- _What you have to do_
Below is some data. Retype exactly the lines starting at the one with "tracing_subscriber::fmt()" and ending at the one with "let mut issue".

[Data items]
========================================================================

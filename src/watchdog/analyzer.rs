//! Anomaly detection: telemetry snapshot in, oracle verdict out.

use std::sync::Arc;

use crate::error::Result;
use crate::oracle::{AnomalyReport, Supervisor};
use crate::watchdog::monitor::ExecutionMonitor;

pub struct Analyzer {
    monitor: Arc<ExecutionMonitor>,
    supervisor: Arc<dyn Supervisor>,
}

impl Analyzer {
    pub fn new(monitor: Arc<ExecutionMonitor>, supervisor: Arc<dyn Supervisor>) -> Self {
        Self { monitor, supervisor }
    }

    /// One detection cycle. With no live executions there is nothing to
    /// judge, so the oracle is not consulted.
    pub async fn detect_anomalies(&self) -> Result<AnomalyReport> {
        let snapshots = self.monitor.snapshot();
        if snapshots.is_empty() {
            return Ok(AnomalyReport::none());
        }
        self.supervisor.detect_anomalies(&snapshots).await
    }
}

========================================================================

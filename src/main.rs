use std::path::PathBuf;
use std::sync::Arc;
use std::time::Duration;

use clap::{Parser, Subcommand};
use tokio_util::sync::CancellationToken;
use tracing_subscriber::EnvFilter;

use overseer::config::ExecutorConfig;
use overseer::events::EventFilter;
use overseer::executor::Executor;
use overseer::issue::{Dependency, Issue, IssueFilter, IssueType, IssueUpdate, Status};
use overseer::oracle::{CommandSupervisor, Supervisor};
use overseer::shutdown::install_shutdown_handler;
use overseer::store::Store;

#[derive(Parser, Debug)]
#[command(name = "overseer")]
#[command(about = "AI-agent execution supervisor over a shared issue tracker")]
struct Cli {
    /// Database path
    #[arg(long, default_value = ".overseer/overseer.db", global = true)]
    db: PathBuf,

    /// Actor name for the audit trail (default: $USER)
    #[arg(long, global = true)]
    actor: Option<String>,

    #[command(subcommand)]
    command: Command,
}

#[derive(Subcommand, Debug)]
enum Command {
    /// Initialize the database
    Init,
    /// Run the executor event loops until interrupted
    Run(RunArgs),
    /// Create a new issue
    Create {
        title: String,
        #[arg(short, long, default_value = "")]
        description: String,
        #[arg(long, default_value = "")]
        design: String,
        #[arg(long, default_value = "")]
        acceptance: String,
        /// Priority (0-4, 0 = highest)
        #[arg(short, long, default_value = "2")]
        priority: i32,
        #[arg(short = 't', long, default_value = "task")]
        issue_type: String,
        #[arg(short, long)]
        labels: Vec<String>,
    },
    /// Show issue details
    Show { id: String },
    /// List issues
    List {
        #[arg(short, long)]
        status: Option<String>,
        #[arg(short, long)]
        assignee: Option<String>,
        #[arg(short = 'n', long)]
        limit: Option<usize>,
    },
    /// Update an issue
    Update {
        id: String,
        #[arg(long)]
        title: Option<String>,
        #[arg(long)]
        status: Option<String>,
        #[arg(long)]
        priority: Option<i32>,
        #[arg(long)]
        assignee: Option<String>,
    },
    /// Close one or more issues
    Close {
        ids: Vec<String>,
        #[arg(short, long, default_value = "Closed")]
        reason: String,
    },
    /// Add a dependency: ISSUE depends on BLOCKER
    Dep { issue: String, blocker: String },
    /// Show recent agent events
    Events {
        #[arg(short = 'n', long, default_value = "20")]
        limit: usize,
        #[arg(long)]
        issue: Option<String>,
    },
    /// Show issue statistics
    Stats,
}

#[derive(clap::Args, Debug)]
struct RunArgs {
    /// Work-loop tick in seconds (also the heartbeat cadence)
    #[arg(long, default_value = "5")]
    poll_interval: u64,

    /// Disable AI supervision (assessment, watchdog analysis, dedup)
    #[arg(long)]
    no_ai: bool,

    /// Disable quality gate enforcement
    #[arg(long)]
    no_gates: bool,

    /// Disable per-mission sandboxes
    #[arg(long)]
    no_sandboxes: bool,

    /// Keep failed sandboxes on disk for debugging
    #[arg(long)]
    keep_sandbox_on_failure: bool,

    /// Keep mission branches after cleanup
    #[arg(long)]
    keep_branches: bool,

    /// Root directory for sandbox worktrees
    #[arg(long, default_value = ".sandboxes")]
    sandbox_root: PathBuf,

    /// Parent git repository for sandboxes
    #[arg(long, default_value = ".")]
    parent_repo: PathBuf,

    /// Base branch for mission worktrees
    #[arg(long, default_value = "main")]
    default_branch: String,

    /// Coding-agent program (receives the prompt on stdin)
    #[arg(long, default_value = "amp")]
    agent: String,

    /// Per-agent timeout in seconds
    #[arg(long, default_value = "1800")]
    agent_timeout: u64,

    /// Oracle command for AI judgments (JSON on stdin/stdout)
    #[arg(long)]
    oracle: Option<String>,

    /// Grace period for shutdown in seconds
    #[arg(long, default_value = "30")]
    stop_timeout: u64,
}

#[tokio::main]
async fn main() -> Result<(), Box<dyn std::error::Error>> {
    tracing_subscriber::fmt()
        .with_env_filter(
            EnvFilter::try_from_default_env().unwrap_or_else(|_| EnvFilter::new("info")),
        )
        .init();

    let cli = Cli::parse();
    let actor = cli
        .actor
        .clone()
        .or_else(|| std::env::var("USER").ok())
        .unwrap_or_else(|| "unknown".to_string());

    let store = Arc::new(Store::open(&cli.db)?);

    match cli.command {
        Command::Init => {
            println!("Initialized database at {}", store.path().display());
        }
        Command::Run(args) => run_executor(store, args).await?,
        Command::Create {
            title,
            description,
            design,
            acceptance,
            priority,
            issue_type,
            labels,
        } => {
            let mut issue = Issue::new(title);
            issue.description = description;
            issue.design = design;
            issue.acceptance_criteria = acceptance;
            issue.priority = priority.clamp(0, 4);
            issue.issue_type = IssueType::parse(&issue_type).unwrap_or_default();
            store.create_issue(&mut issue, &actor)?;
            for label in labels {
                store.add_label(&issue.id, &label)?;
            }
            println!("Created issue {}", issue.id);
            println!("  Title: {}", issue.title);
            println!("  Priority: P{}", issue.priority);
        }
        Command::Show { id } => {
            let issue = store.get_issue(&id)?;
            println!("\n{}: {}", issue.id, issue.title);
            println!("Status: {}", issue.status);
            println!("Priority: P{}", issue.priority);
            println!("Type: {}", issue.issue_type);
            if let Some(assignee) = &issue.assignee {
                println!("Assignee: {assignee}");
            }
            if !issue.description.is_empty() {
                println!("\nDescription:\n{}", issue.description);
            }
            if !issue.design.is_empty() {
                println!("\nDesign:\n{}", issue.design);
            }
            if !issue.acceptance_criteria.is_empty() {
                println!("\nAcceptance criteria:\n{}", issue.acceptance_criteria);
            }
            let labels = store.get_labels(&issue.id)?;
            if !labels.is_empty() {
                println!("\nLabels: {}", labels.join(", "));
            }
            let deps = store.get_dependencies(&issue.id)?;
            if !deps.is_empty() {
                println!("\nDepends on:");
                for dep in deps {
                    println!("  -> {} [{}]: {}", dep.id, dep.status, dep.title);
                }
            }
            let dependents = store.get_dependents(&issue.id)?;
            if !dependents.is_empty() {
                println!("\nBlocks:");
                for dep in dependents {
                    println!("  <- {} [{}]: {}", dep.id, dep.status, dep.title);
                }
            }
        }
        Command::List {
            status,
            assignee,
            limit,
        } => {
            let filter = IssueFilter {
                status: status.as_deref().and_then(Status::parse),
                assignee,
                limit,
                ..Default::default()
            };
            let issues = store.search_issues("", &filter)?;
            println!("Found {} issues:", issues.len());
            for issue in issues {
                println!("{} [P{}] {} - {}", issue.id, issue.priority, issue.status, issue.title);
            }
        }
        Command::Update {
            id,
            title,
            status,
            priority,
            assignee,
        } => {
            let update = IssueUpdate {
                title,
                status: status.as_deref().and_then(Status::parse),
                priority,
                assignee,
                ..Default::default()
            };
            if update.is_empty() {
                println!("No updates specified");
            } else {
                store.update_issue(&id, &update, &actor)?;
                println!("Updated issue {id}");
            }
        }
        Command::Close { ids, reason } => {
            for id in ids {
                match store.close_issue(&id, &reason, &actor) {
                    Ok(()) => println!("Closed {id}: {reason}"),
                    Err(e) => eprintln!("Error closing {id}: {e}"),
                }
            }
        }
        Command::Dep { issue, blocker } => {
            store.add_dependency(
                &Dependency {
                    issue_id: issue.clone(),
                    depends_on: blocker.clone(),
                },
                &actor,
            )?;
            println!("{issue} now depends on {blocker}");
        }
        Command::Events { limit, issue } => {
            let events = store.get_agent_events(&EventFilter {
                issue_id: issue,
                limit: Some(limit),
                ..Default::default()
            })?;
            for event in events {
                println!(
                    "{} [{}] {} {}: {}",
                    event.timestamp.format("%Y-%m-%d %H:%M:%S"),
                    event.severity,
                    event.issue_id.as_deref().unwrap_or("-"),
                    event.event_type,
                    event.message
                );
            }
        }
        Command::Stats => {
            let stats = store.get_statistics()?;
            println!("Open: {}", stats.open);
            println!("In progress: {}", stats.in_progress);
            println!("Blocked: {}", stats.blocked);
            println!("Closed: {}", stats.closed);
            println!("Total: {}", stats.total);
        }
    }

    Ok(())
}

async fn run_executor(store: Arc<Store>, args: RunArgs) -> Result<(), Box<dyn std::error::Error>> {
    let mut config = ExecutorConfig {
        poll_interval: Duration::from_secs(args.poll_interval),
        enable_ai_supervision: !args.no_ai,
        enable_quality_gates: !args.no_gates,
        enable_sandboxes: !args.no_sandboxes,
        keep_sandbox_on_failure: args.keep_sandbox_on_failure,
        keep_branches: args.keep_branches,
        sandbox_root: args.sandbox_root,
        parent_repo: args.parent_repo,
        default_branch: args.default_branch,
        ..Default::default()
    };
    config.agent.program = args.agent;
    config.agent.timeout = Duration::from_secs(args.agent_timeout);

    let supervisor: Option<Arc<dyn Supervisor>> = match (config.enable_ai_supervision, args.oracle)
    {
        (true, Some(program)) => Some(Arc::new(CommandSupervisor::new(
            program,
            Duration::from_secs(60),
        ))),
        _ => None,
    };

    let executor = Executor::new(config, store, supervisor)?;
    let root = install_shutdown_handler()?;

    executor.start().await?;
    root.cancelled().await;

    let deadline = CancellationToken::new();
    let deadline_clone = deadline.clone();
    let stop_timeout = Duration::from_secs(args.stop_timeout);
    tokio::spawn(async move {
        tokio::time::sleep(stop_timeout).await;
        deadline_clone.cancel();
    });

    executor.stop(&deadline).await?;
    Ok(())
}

========================================================================

- _Response area_
    tracing_subscriber::fmt()
        .with_env_filter(
            EnvFilter::try_from_default_env().unwrap_or_else(|_| EnvFilter::new("info")),
        )
        .init();

    let cli = Cli::parse();
    let actor = cli
        .actor
        .clone()
        .or_else(|| std::env::var("USER").ok())
        .unwrap_or_else(|| "unknown".to_string());

    let store = Arc::new(Store::open(&cli.db)?);

    match cli.command {
        Command::Init => {
            println!("Initialized database at {}", store.path().display());
        }
        Command::Run(args) => run_executor(store, args).await?,
        Command::Create {
            title,
            description,
            design,
            acceptance,
            priority,
            issue_type,
            labels,
        } => {
            let mut issue = Issue::new(title);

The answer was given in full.